%%

use serde::{Deserialize, Deserializer, Serialize, Serializer};

use crate::{SerdeError, SnowflakeId};

fn validated(raw: u64) -> Result<SnowflakeId, SerdeError> {
    let id = SnowflakeId::from_raw(raw);
    if id.is_valid() {
        Ok(id)
    } else {
        Err(SerdeError::DecodeOverflow { raw })
    }
}

pub mod as_native {
    use super::{Deserialize, Deserializer, Serialize, Serializer, SnowflakeId, validated};

    /// Serialize an ID as its native integer representation.
    ///
    /// # Errors
    ///
    /// Returns an error if the underlying serializer fails.
    pub fn serialize<S>(id: &SnowflakeId, s: S) -> Result<S::Ok, S::Error>
    where
        S: Serializer,
    {
        id.to_raw().serialize(s)
    }

    /// Deserialize an ID from its native integer representation.
    ///
    /// # Errors
    ///
    /// Returns an error if:
    /// - The underlying deserializer fails
    /// - The value sets the reserved high bit
    pub fn deserialize<'de, D>(d: D) -> Result<SnowflakeId, D::Error>
    where
        D: Deserializer<'de>,
    {
        let raw = u64::deserialize(d)?;
        validated(raw).map_err(serde::de::Error::custom)
    }
}

/// Serde adapter for the canonical decimal string form.
///
/// Decimal strings survive transports that round large integers through
/// IEEE-754 doubles, such as JavaScript clients.
pub mod as_decimal_string {
    use core::fmt;

    use serde::de::{self, Visitor};

    use super::{Deserializer, Serializer, SnowflakeId, validated};
    use crate::SerdeError;

    /// Serialize an ID as its decimal string.
    ///
    /// # Errors
    ///
    /// Returns an error if the underlying serializer fails.
    pub fn serialize<S>(id: &SnowflakeId, s: S) -> Result<S::Ok, S::Error>
    where
        S: Serializer,
    {
        s.collect_str(id)
    }

    /// Deserialize an ID from its decimal string. Bare integers are accepted
    /// too.
    ///
    /// # Errors
    ///
    /// Returns an error if:
    /// - The underlying deserializer fails
    /// - The string is not a base-10 integer
    /// - The value is negative or sets the reserved high bit
    pub fn deserialize<'de, D>(d: D) -> Result<SnowflakeId, D::Error>
    where
        D: Deserializer<'de>,
    {
        struct DecimalVisitor;

        impl Visitor<'_> for DecimalVisitor {
            type Value = SnowflakeId;

            fn expecting(&self, formatter: &mut fmt::Formatter) -> fmt::Result {
                formatter.write_str("a decimal snowflake id string")
            }

            fn visit_str<E>(self, v: &str) -> Result<Self::Value, E>
            where
                E: de::Error,
            {
                v.parse::<SnowflakeId>()
                    .map_err(|e| E::custom(SerdeError::from(e)))
            }

            fn visit_u64<E>(self, v: u64) -> Result<Self::Value, E>
            where
                E: de::Error,
            {
                validated(v).map_err(E::custom)
            }

            fn visit_i64<E>(self, v: i64) -> Result<Self::Value, E>
            where
                E: de::Error,
            {
                SnowflakeId::try_from(v).map_err(|e| E::custom(SerdeError::from(e)))
            }
        }

        d.deserialize_any(DecimalVisitor)
    }
}

#[cfg(test)]
mod tests {
    use serde_json::json;

    use super::*;
    use crate::ParseIdError;

    #[derive(PartialEq, Eq, Debug, Serialize, Deserialize)]
    struct NativeRow {
        #[serde(with = "as_native")]
        event_id: SnowflakeId,
    }

    #[derive(PartialEq, Eq, Debug, Serialize, Deserialize)]
    struct StringRow {
        #[serde(with = "as_decimal_string")]
        event_id: SnowflakeId,
    }

    #[test]
    fn native_roundtrip() {
        let row = NativeRow {
            event_id: SnowflakeId::from_components(1, 2, 3),
        };
        let json = serde_json::to_string(&row).expect("serialize");
        assert_eq!(json, r#"{"event_id":4202499}"#);
        let back: NativeRow = serde_json::from_str(&json).expect("deserialize");
        assert_eq!(back, row);
    }

    #[test]
    fn native_rejects_reserved_bit() {
        let err = serde_json::from_value::<NativeRow>(json!({ "event_id": u64::MAX }))
            .expect_err("should fail");
        assert_eq!(
            err.to_string(),
            SerdeError::DecodeOverflow { raw: u64::MAX }.to_string()
        );
    }

    #[test]
    fn decimal_string_roundtrip() {
        let id = SnowflakeId::from_components(SnowflakeId::max_timestamp(), 1023, 4095);
        let row = StringRow { event_id: id };
        let json = serde_json::to_string(&row).expect("serialize");
        assert_eq!(json, format!(r#"{{"event_id":"{}"}}"#, i64::MAX));
        let back: StringRow = serde_json::from_str(&json).expect("deserialize");
        assert_eq!(back, row);
    }

    #[test]
    fn decimal_string_accepts_bare_integers() {
        let row: StringRow = serde_json::from_value(json!({ "event_id": 4202499 })).unwrap();
        assert_eq!(row.event_id, SnowflakeId::from_components(1, 2, 3));
    }

    #[test]
    fn decimal_string_rejects_garbage_and_negatives() {
        let err = serde_json::from_value::<StringRow>(json!({ "event_id": "12a" }))
            .expect_err("should fail");
        assert!(err.to_string().starts_with("invalid decimal identifier"));

        let err = serde_json::from_value::<StringRow>(json!({ "event_id": "-5" }))
            .expect_err("should fail");
        assert_eq!(err.to_string(), ParseIdError::NonDigit.to_string());

        let err = serde_json::from_value::<StringRow>(json!({ "event_id": -5 }))
            .expect_err("should fail");
        assert_eq!(
            err.to_string(),
            ParseIdError::Negative { value: -5 }.to_string()
        );
    }
}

%%

● EXERCISE AIM
Reproduce each entry in the listing character for character.

● ANSWER BOX
use serde::{Deserialize, Deserializer, Serialize, Serializer};

use crate::{SerdeError, SnowflakeId};

fn validated(raw: u64) -> Result<SnowflakeId, SerdeError> {
    let id = SnowflakeId::from_raw(raw);
    if id.is_valid() {
        Ok(id)
    } else {
        Err(SerdeError::DecodeOverflow { raw })
    }
}

pub mod as_native {
    use super::{Deserialize, Deserializer, Serialize, Serializer, SnowflakeId, validated};

    /// Serialize an ID as its native integer representation.
    ///
    /// # Errors
    ///
    /// Returns an error if the underlying serializer fails.
    pub fn serialize<S>(id: &SnowflakeId, s: S) -> Result<S::Ok, S::Error>
    where
        S: Serializer,
    {
        id.to_raw().serialize(s)
    }

    /// Deserialize an ID from its native integer representation.
    ///
    /// # Errors
    ///
    /// Returns an error if:
    /// - The underlying deserializer fails
    /// - The value sets the reserved high bit
    pub fn deserialize<'de, D>(d: D) -> Result<SnowflakeId, D::Error>
    where
        D: Deserializer<'de>,
    {
        let raw = u64::deserialize(d)?;
        validated(raw).map_err(serde::de::Error::custom)
    }
}

/// Serde adapter for the canonical decimal string form.
///
/// Decimal strings survive transports that round large integers through
/// IEEE-754 doubles, such as JavaScript clients.
pub mod as_decimal_string {
    use core::fmt;

    use serde::de::{self, Visitor};

    use super::{Deserializer, Serializer, SnowflakeId, validated};
    use crate::SerdeError;

    /// Serialize an ID as its decimal string.
    ///
    /// # Errors
    ///
    /// Returns an error if the underlying serializer fails.
    pub fn serialize<S>(id: &SnowflakeId, s: S) -> Result<S::Ok, S::Error>
    where
        S: Serializer,
    {
        s.collect_str(id)
    }

    /// Deserialize an ID from its decimal string. Bare integers are accepted
    /// too.
    ///
    /// # Errors
    ///
    /// Returns an error if:
    /// - The underlying deserializer fails
    /// - The string is not a base-10 integer
    /// - The value is negative or sets the reserved high bit
    pub fn deserialize<'de, D>(d: D) -> Result<SnowflakeId, D::Error>
    where
        D: Deserializer<'de>,
    {
        struct DecimalVisitor;

        impl Visitor<'_> for DecimalVisitor {
            type Value = SnowflakeId;

            fn expecting(&self, formatter: &mut fmt::Formatter) -> fmt::Result {
                formatter.write_str("a decimal snowflake id string")
            }

            fn visit_str<E>(self, v: &str) -> Result<Self::Value, E>
            where
                E: de::Error,
            {
                v.parse::<SnowflakeId>()
                    .map_err(|e| E::custom(SerdeError::from(e)))
            }

            fn visit_u64<E>(self, v: u64) -> Result<Self::Value, E>
            where
                E: de::Error,
            {
                validated(v).map_err(E::custom)
            }

            fn visit_i64<E>(self, v: i64) -> Result<Self::Value, E>
            where
                E: de::Error,
            {
                SnowflakeId::try_from(v).map_err(|e| E::custom(SerdeError::from(e)))
            }
        }

        d.deserialize_any(DecimalVisitor)
    }
}

#[cfg(test)]
mod tests {
    use serde_json::json;

    use super::*;
    use crate::ParseIdError;

    #[derive(PartialEq, Eq, Debug, Serialize, Deserialize)]
    struct NativeRow {
        #[serde(with = "as_native")]
        event_id: SnowflakeId,
    }

    #[derive(PartialEq, Eq, Debug, Serialize, Deserialize)]
    struct StringRow {
        #[serde(with = "as_decimal_string")]
        event_id: SnowflakeId,
    }

    #[test]
    fn native_roundtrip() {
        let row = NativeRow {
            event_id: SnowflakeId::from_components(1, 2, 3),
        };
        let json = serde_json::to_string(&row).expect("serialize");
        assert_eq!(json, r#"{"event_id":4202499}"#);
        let back: NativeRow = serde_json::from_str(&json).expect("deserialize");
        assert_eq!(back, row);
    }

    #[test]
    fn native_rejects_reserved_bit() {
        let err = serde_json::from_value::<NativeRow>(json!({ "event_id": u64::MAX }))
            .expect_err("should fail");
        assert_eq!(
            err.to_string(),
            SerdeError::DecodeOverflow { raw: u64::MAX }.to_string()
        );
    }

    #[test]
    fn decimal_string_roundtrip() {
        let id = SnowflakeId::from_components(SnowflakeId::max_timestamp(), 1023, 4095);
        let row = StringRow { event_id: id };
        let json = serde_json::to_string(&row).expect("serialize");
        assert_eq!(json, format!(r#"{{"event_id":"{}"}}"#, i64::MAX));
        let back: StringRow = serde_json::from_str(&json).expect("deserialize");
        assert_eq!(back, row);
    }

    #[test]
    fn decimal_string_accepts_bare_integers() {
        let row: StringRow = serde_json::from_value(json!({ "event_id": 4202499 })).unwrap();
        assert_eq!(row.event_id, SnowflakeId::from_components(1, 2, 3));
    }

    #[test]
    fn decimal_string_rejects_garbage_and_negatives() {
        let err = serde_json::from_value::<StringRow>(json!({ "event_id": "12a" }))
            .expect_err("should fail");
        assert!(err.to_string().starts_with("invalid decimal identifier"));

        let err = serde_json::from_value::<StringRow>(json!({ "event_id": "-5" }))
            .expect_err("should fail");
        assert_eq!(err.to_string(), ParseIdError::NonDigit.to_string());

        let err = serde_json::from_value::<StringRow>(json!({ "event_id": -5 }))
            .expect_err("should fail");
        assert_eq!(
            err.to_string(),
            ParseIdError::Negative { value: -5 }.to_string()
        );
    }
}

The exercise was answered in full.